省エネルギー

日清紡グループのSDGsへの貢献

日清紡グループは、省エネルギーの活動を通じ、SDGs(持続可能な開発目標)の達成に貢献します。
当社グループ中期環境目標である、売上当たりの使用エネルギー削減を達成するために、KPI を管理して計画的に対策を講じています。

※ KPI:Key Performance Indicator 業績管理指標・業績評価指標

コアとなるSDGsゴールおよびターゲットと日清紡グループの活動

日清紡グループは、SDGs 12.2をコアとなるゴールおよびターゲットと考え、省エネルギー活動を推進しています。

  • ①ISO14001の活動を通じ、エネルギーの消費抑制活動を推進
  • ②設備更新時に環境配慮型設備を選択、改善活動による省エネルギー対策を持続的に実施
  • ③計画的な照明のLED化
  • ④新建造する建屋・倉庫へのさまざまな省エネルギー設備導入と、空調で消費するエネルギー削減の追求
  • 12. つくる責任 つかう責任

    持続可能な消費と生産のパターンを確保する。

  • ターゲット:12.2

    2030年までに天然資源の持続可能な管理及び効率的な利用を達成する。

経団連「チャレンジ・ゼロ」に参加

一般社団法人日本経済団体連合会(以下「経団連」)が主導するプロジェクト「チャレンジ・ゼロ」(チャレンジネット・ゼロカーボン イノベーション)に参加しました。

「チャレンジ・ゼロ」は、経団連が日本政府と連携し、気候変動対策の国際枠組み「パリ協定」が長期的なゴールと位置づける「脱炭素社会」の実現に向け、企業・団体がチャレンジするイノベーションのアクションを、国内外に力強く発信し、後押ししていく新たなイニシアティブです。

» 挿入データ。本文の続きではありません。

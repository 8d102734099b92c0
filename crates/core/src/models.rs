use chrono::{DateTime, Utc};
use serde::{Deserialize, Serialize};

#[derive(Debug, Clone, Copy, PartialEq, Eq, Hash, Serialize, Deserialize)]
#[serde(rename_all = "snake_case")]
pub enum FlightType {
    Domestic,
    International,
}

impl FlightType {
    pub fn parse(value: &str) -> Option<Self> {
        match value.trim().to_lowercase().as_str() {
            "domestic" | "local" => Some(Self::Domestic),
            "international" | "intl" => Some(Self::International),
            _ => None,
        }
    }

    pub fn as_code(self) -> &'static str {
        match self {
            Self::Domestic => "domestic",
            Self::International => "international",
        }
    }
}

#[derive(Debug, Clone, Copy, PartialEq, Eq, Serialize, Deserialize)]
#[serde(rename_all = "snake_case")]
pub enum AirportKind {
    Domestic,
    International,
    Both,
}

impl AirportKind {
    pub fn serves(self, flight_type: FlightType) -> bool {
        matches!(
            (self, flight_type),
            (Self::Both, _)
                | (Self::Domestic, FlightType::Domestic)
                | (Self::International, FlightType::International)
        )
    }
}

#[derive(Debug, Clone, PartialEq, Eq, Serialize, Deserialize)]
pub struct Airport {
    pub code: String,
    pub name: String,
    pub city: String,
    pub country: String,
    pub kind: AirportKind,
}

impl Airport {
    /// Text shown in a search field once the airport is picked.
    pub fn display_label(&self) -> String {
        format!("{} ({})", self.city, self.code)
    }
}

#[derive(Debug, Clone, Copy, PartialEq, Eq, Serialize, Deserialize)]
#[serde(rename_all = "snake_case")]
pub enum Cabin {
    Economy,
    Business,
    First,
}

#[derive(Debug, Clone, PartialEq, Eq, Serialize, Deserialize)]
pub struct FlightEndpoint {
    pub code: String,
    pub city: String,
    pub date: String,
    pub time: String,
}

#[derive(Debug, Clone, PartialEq, Eq, Serialize, Deserialize)]
pub struct Flight {
    pub id: String,
    pub flight_number: String,
    pub airline: String,
    pub airline_code: String,
    pub departure: FlightEndpoint,
    pub arrival: FlightEndpoint,
    pub duration_minutes: u32,
    pub price: i64,
    pub currency: String,
    pub cabin: Cabin,
    pub seats_available: u32,
    pub amenities: Vec<String>,
    pub flight_type: FlightType,
}

impl Flight {
    pub fn duration_label(&self) -> String {
        format!("{}h {}m", self.duration_minutes / 60, self.duration_minutes % 60)
    }
}

#[derive(Debug, Clone, Serialize, Deserialize)]
pub struct Hotel {
    pub id: String,
    pub name: String,
    pub city: String,
    pub address: String,
    pub rating: u8,
    pub price_per_night: i64,
    pub currency: String,
    pub amenities: Vec<String>,
    pub description: String,
}

#[derive(Debug, Clone, Serialize, Deserialize)]
pub struct CarRental {
    pub id: String,
    pub company: String,
    pub car_type: String,
    pub model: String,
    pub city: String,
    pub price_per_day: i64,
    pub currency: String,
    pub features: Vec<String>,
    pub seats: u8,
}

#[derive(Debug, Clone, Serialize, Deserialize)]
pub struct Eatery {
    pub id: String,
    pub name: String,
    pub city: String,
    pub cuisine: String,
    pub rating: f32,
    pub price_range: String,
    pub address: String,
    pub specialties: Vec<String>,
}

#[derive(Debug, Clone, Copy, Default, PartialEq, Eq, Serialize, Deserialize)]
pub enum PassengerTitle {
    #[default]
    Mr,
    Mrs,
    Ms,
    Dr,
}

impl PassengerTitle {
    pub fn parse(value: &str) -> Option<Self> {
        match value.trim().trim_end_matches('.').to_lowercase().as_str() {
            "mr" => Some(Self::Mr),
            "mrs" => Some(Self::Mrs),
            "ms" => Some(Self::Ms),
            "dr" => Some(Self::Dr),
            _ => None,
        }
    }

    pub fn as_str(self) -> &'static str {
        match self {
            Self::Mr => "Mr",
            Self::Mrs => "Mrs",
            Self::Ms => "Ms",
            Self::Dr => "Dr",
        }
    }
}

#[derive(Debug, Clone, Default, PartialEq, Eq, Serialize, Deserialize)]
pub struct PassengerInfo {
    pub title: PassengerTitle,
    pub first_name: String,
    pub last_name: String,
    pub email: String,
    pub phone: String,
    pub date_of_birth: String,
    pub special_assistance: Option<String>,
}

impl PassengerInfo {
    /// All five required fields are non-empty. No format checks.
    pub fn is_complete(&self) -> bool {
        [
            &self.first_name,
            &self.last_name,
            &self.email,
            &self.phone,
            &self.date_of_birth,
        ]
        .iter()
        .all(|value| !value.is_empty())
    }

    pub fn full_name(&self) -> String {
        format!("{} {}", self.first_name, self.last_name)
    }
}

#[derive(Debug, Clone, Copy, PartialEq, Eq, Serialize, Deserialize)]
#[serde(rename_all = "snake_case")]
pub enum PassengerField {
    Title,
    FirstName,
    LastName,
    Email,
    Phone,
    DateOfBirth,
    SpecialAssistance,
}

impl PassengerField {
    pub fn parse(value: &str) -> Option<Self> {
        match value.trim().to_lowercase().replace('-', "_").as_str() {
            "title" => Some(Self::Title),
            "first_name" | "firstname" => Some(Self::FirstName),
            "last_name" | "lastname" => Some(Self::LastName),
            "email" => Some(Self::Email),
            "phone" => Some(Self::Phone),
            "date_of_birth" | "dob" => Some(Self::DateOfBirth),
            "special_assistance" => Some(Self::SpecialAssistance),
            _ => None,
        }
    }
}

#[derive(Debug, Clone, Copy, Default, PartialEq, Eq, Hash, Serialize, Deserialize)]
#[serde(rename_all = "snake_case")]
pub enum PaymentMethod {
    #[default]
    Paystack,
    Card,
    Paypal,
    Stripe,
}

/// How a payment method is collected.
#[derive(Debug, Clone, Copy, PartialEq, Eq, Serialize, Deserialize)]
#[serde(rename_all = "snake_case")]
pub enum PaymentChannel {
    NativeWidget,
    SimulatedDelay,
}

impl PaymentMethod {
    pub const ALL: [PaymentMethod; 4] = [Self::Paystack, Self::Card, Self::Paypal, Self::Stripe];

    pub fn parse(value: &str) -> Option<Self> {
        match value.trim().to_lowercase().as_str() {
            "paystack" => Some(Self::Paystack),
            "card" | "credit_card" | "debit_card" => Some(Self::Card),
            "paypal" => Some(Self::Paypal),
            "stripe" => Some(Self::Stripe),
            _ => None,
        }
    }

    pub fn as_code(self) -> &'static str {
        match self {
            Self::Paystack => "paystack",
            Self::Card => "card",
            Self::Paypal => "paypal",
            Self::Stripe => "stripe",
        }
    }

    pub fn display_name(self) -> &'static str {
        match self {
            Self::Paystack => "Paystack",
            Self::Card => "Credit/Debit Card",
            Self::Paypal => "PayPal",
            Self::Stripe => "Stripe",
        }
    }

    pub fn channel(self) -> PaymentChannel {
        match self {
            Self::Paystack => PaymentChannel::NativeWidget,
            Self::Card | Self::Paypal | Self::Stripe => PaymentChannel::SimulatedDelay,
        }
    }
}

#[derive(Debug, Clone, PartialEq, Eq, Serialize, Deserialize)]
pub struct BookingConfirmation {
    pub passengers: Vec<PassengerInfo>,
    pub payment_complete: bool,
    pub booking_reference: String,
}

#[derive(Debug, Clone, PartialEq, Eq, Serialize, Deserialize)]
pub struct Identity {
    pub user_id: String,
    pub email: Option<String>,
}

pub const PAYMENT_STATUS_COMPLETED: &str = "completed";

/// Row handed to the persistence collaborator after a successful payment.
#[derive(Debug, Clone, Serialize, Deserialize)]
pub struct NewBooking {
    pub user_id: String,
    pub flight_id: String,
    pub passenger_name: String,
    pub passenger_email: String,
    pub passenger_phone: String,
    pub special_assistance: Option<String>,
    pub payment_method: PaymentMethod,
    pub payment_status: String,
    pub total_amount: i64,
    pub booking_reference: String,
}

#[derive(Debug, Clone, Serialize, Deserialize)]
pub struct StoredBooking {
    pub id: String,
    pub created_at: DateTime<Utc>,
    #[serde(flatten)]
    pub booking: NewBooking,
}

#[derive(Debug, Clone, Copy, PartialEq, Eq, Serialize, Deserialize)]
#[serde(rename_all = "snake_case")]
pub enum ChatRole {
    User,
    Assistant,
}

#[derive(Debug, Clone, PartialEq, Eq, Serialize, Deserialize)]
pub struct ChatMessage {
    pub id: u64,
    pub role: ChatRole,
    pub text: String,
    pub timestamp: DateTime<Utc>,
}

#[derive(Debug, Clone, Copy, Default, PartialEq, Eq, Serialize, Deserialize)]
#[serde(rename_all = "snake_case")]
pub enum SpokenLanguage {
    #[default]
    En,
    Ha,
    Yo,
}

impl SpokenLanguage {
    pub fn from_optional_str(value: Option<&str>) -> Self {
        match value.map(|v| v.trim().to_lowercase()) {
            Some(v) if v == "ha" || v == "ha-ng" || v == "hausa" => Self::Ha,
            Some(v) if v == "yo" || v == "yo-ng" || v == "yoruba" => Self::Yo,
            _ => Self::En,
        }
    }

    pub fn as_code(self) -> &'static str {
        match self {
            Self::En => "en",
            Self::Ha => "ha",
            Self::Yo => "yo",
        }
    }

    pub fn display_name(self) -> &'static str {
        match self {
            Self::En => "English",
            Self::Ha => "Hausa",
            Self::Yo => "Yoruba",
        }
    }

    pub fn next(self) -> Self {
        match self {
            Self::En => Self::Ha,
            Self::Ha => Self::Yo,
            Self::Yo => Self::En,
        }
    }
}

#[derive(Debug, Clone, Copy, PartialEq, Eq, Serialize, Deserialize)]
#[serde(rename_all = "snake_case")]
pub enum NotificationKind {
    Info,
    Warning,
    Success,
    Delay,
}

#[derive(Debug, Clone, PartialEq, Eq, Serialize, Deserialize)]
pub struct Notification {
    pub id: String,
    pub kind: NotificationKind,
    pub title: String,
    pub message: String,
    pub flight_number: Option<String>,
    pub timestamp: DateTime<Utc>,
    pub read: bool,
}

#[derive(Debug, Clone, Copy, PartialEq, Eq, Serialize, Deserialize)]
pub struct NotificationSettings {
    pub email_enabled: bool,
    pub whatsapp_enabled: bool,
    pub sms_enabled: bool,
    pub web_enabled: bool,
}

impl Default for NotificationSettings {
    fn default() -> Self {
        Self {
            email_enabled: true,
            whatsapp_enabled: false,
            sms_enabled: false,
            web_enabled: true,
        }
    }
}

/// Formats a whole-unit amount with thousands separators, e.g. `NGN 45,000`.
pub fn format_amount(amount: i64, currency: &str) -> String {
    let digits = amount.unsigned_abs().to_string();
    let mut grouped = String::with_capacity(digits.len() + digits.len() / 3);
    for (idx, ch) in digits.chars().enumerate() {
        if idx > 0 && (digits.len() - idx) % 3 == 0 {
            grouped.push(',');
        }
        grouped.push(ch);
    }
    let sign = if amount < 0 { "-" } else { "" };
    format!("{currency} {sign}{grouped}")
}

当社は、「チャレンジ・ゼロ」の趣旨に鑑み、事業活動を通じて温室効果ガスを削減し、脱炭素社会の実現に貢献できるよう、イノベーションの創出を推進していきます。

経団連「チャレンジ・ゼロ」公式Webサイト
https://www.challenge-zero.jp/jp/別ウィンドウ表示

脱炭素社会の実現に向けた、当社グループのチャレンジ事例が掲載されています。

「チャレンジ・ゼロ」ロゴ

燃料別エネルギー使用量

日清紡グループのエネルギー使用量実績は、9.72百万GJと前年度エネルギー使用量比8%減少しました。売上当たりのエネルギー使用量は、21.27 GJ/百万円となり、前年度売上当たりのエネルギー使用量比 3%増加となりました。

新型コロナウイルス感染症の影響で、全ての事業において減産を強いられ、製造時のエネルギー使用量は減少しましたが、売上が減少し製造原単位当たりのエネルギー使用量は増加しました。

燃料別では、使用エネルギー全体の75%が購入電力でした。また、使用エネルギー全体の16%が繊維事業のインドネシア子会社2社(PT. Nikawa Textile Industry およびPT. Nisshinbo Indonesia)で使用している石炭によるものでした。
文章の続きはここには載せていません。